Fibromyalgia is one another handsome sack to have. In it we put people, most often women, with indefinable pains and ailments, and park them without much frills on the shelf for more or less hopeless cases, often together with a little antidepressant. If this does not solve the problems, it at least numbs some of the symptoms and lowers the frequency of doctor visits.
The medication aims to squeeze "inappropriately active" children into the "normal" mold.

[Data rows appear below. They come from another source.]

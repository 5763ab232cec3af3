//! Extern predicates called from rule bodies.

use deductive::ast::builders::{atom, PredicateBuilder, RuleBuilder};
use deductive::{ArgMode, Database, EngineError, ExternModule, ExternRegistry, StandardModule, Value};
use std::collections::BTreeSet;

// Test Helpers
fn standard_db() -> Database {
    let mut db = Database::new();
    db.load_module(&StandardModule).unwrap();
    for i in 1..=3 {
        db.insert("num", &[Value::Integer(i)]).unwrap();
    }
    db
}

fn integer_rows(db: &mut Database, name: &str, arity: usize) -> BTreeSet<Vec<i64>> {
    db.rows(name, arity)
        .unwrap()
        .into_iter()
        .map(|row| row.iter().filter_map(Value::as_integer).collect())
        .collect()
}

fn pairs(items: &[(i64, i64)]) -> BTreeSet<Vec<i64>> {
    items.iter().map(|&(a, b)| vec![a, b]).collect()
}

// Standard Module
#[test]
fn test_add_forward() {
    let mut db = standard_db();
    db.add_rule(
        &RuleBuilder::new("next")
            .head_vars(["X", "Y"])
            .body_atom("num", ["X"])
            .body(PredicateBuilder::new("add").var("X").int(1).var("Y").clause())
            .build(),
    )
    .unwrap();
    assert_eq!(integer_rows(&mut db, "next", 2), pairs(&[(1, 2), (2, 3), (3, 4)]));
    assert!(db.is_successful());
}

#[test]
fn test_add_backward_uses_other_registration() {
    let mut db = standard_db();
    // add(1, X, Y) with Y bound runs the (In, Out, In) registration
    db.add_rule(
        &RuleBuilder::new("less")
            .head_vars(["X", "Y"])
            .body_atom("num", ["Y"])
            .body(PredicateBuilder::new("add").int(1).var("X").var("Y").clause())
            .build(),
    )
    .unwrap();
    assert_eq!(integer_rows(&mut db, "less", 2), pairs(&[(0, 1), (1, 2), (2, 3)]));
}

#[test]
fn test_range_produces_many_rows() {
    let mut db = standard_db();
    db.add_rule(
        &RuleBuilder::new("digit")
            .head_vars(["X"])
            .body(PredicateBuilder::new("range").int(0).int(5).var("X").clause())
            .build(),
    )
    .unwrap();
    let digits: BTreeSet<i64> = integer_rows(&mut db, "digit", 1).into_iter().flatten().collect();
    assert_eq!(digits, (0..5).collect());
}

#[test]
fn test_fully_bound_call_filters() {
    let mut db = standard_db();
    db.add_rule(
        &RuleBuilder::new("two")
            .head_vars(["X"])
            .body_atom("num", ["X"])
            .body(PredicateBuilder::new("add").var("X").int(1).int(3).clause())
            .build(),
    )
    .unwrap();
    assert_eq!(integer_rows(&mut db, "two", 1), BTreeSet::from([vec![2]]));
}

#[test]
fn test_length_of_strings() {
    let mut db = Database::new();
    db.load_module(&StandardModule).unwrap();
    for word in ["ab", "héllo", ""] {
        let value = db.string(word);
        db.insert("word", &[value]).unwrap();
    }
    db.add_rule(
        &RuleBuilder::new("size")
            .head_vars(["N"])
            .body_atom("word", ["W"])
            .body(PredicateBuilder::new("length").var("W").var("N").clause())
            .build(),
    )
    .unwrap();
    let sizes: BTreeSet<i64> = integer_rows(&mut db, "size", 1).into_iter().flatten().collect();
    assert_eq!(sizes, BTreeSet::from([0, 2, 5]));
}

// Host Registrations
#[test]
fn test_custom_extern() {
    let mut db = standard_db();
    db.register_extern("double", &[("x", ArgMode::In), ("y", ArgMode::Out)], |cx| {
        let x = cx.get_integer(0).ok_or("double expects an integer")?;
        cx.set_integer(1, x * 2);
        cx.yield_row();
        Ok(())
    });
    db.add_rule(
        &RuleBuilder::new("doubled")
            .head_vars(["X", "Y"])
            .body_atom("num", ["X"])
            .body(PredicateBuilder::new("double").var("X").var("Y").clause())
            .build(),
    )
    .unwrap();
    assert_eq!(integer_rows(&mut db, "doubled", 2), pairs(&[(1, 2), (2, 4), (3, 6)]));
}

#[test]
fn test_extern_failure_is_isolated() {
    let mut db = standard_db();
    db.register_extern("odd", &[("x", ArgMode::In)], |cx| match cx.get_integer(0) {
        Some(2) => Err("two is not welcome".to_string()),
        Some(x) if x % 2 == 1 => {
            cx.yield_row();
            Ok(())
        }
        _ => Ok(()),
    });
    db.add_rule(
        &RuleBuilder::new("odds")
            .head_vars(["X"])
            .body_atom("num", ["X"])
            .body(PredicateBuilder::new("odd").var("X").clause())
            .build(),
    )
    .unwrap();

    let result = db.query(&atom("odds", ["X"]).into()).unwrap();
    assert_eq!(result.column("X").map(|c| c.len()), Some(2));
    assert_eq!(db.error_count(), 1);
    assert!(matches!(
        &db.diagnostics().errors()[0],
        EngineError::ExternCall { name, message } if name == "odd" && message.contains("two")
    ));
}

#[test]
fn test_unresolvable_call_is_a_compile_error() {
    let mut db = standard_db();
    db.add_rule(
        &RuleBuilder::new("sums")
            .head_vars(["A", "B", "C"])
            .body(PredicateBuilder::new("add").var("A").var("B").var("C").clause())
            .build(),
    )
    .unwrap();
    assert!(db
        .diagnostics()
        .errors()
        .iter()
        .any(|e| matches!(e, EngineError::ExternCall { name, .. } if name == "add")));
    assert!(db.rows("sums", 3).unwrap().is_empty());
}

// Modules
struct Broken;

impl ExternModule for Broken {
    fn name(&self) -> &str {
        "broken"
    }

    fn register(&self, _registry: &mut ExternRegistry) -> Result<(), String> {
        Err("missing symbol".to_string())
    }
}

#[test]
fn test_module_load_failure_is_reported() {
    let mut db = Database::new();
    let err = db.load_module(&Broken).unwrap_err();
    assert!(matches!(err, EngineError::ModuleLoad { ref module, .. } if module == "broken"));
    assert_eq!(db.error_count(), 1);
}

The ADHD backpack is also interesting and highly topical. In Norway, it is estimated that between three and five per cent of school children under the age of 18 have ADHD, and in the last ten years the number of children who are medicated for ADHD has more than tripled. The medication aims to squeeze "inappropriately active" children into the "normal" mold. The effect varies, and the side effects range from abdominal pain, headache, dizziness, decreased appetite and weight loss to mania, restlessness, anxiety, depression and suicidal thoughts. The school wipes its hands while the pharmaceutical industry rubs its hands.
The diagnosis most often places the "responsibility" on the patient, and it is only rarely that one looks at the conditions in the school, institution or the environment in general. Investigation and implementation of measures that can be about facilitation, changes in life situation, everyday school life or work situation – possibly various forms of counseling, therapy and treatment – can be both costly and time-consuming.
In the long run, however, it can cost us dearly at both the societal and individual level to sweep symptoms, often together with a medical cocktail, under a comprehensive diagnostic blanket that gives the impression that everything is as it should be. Or not be.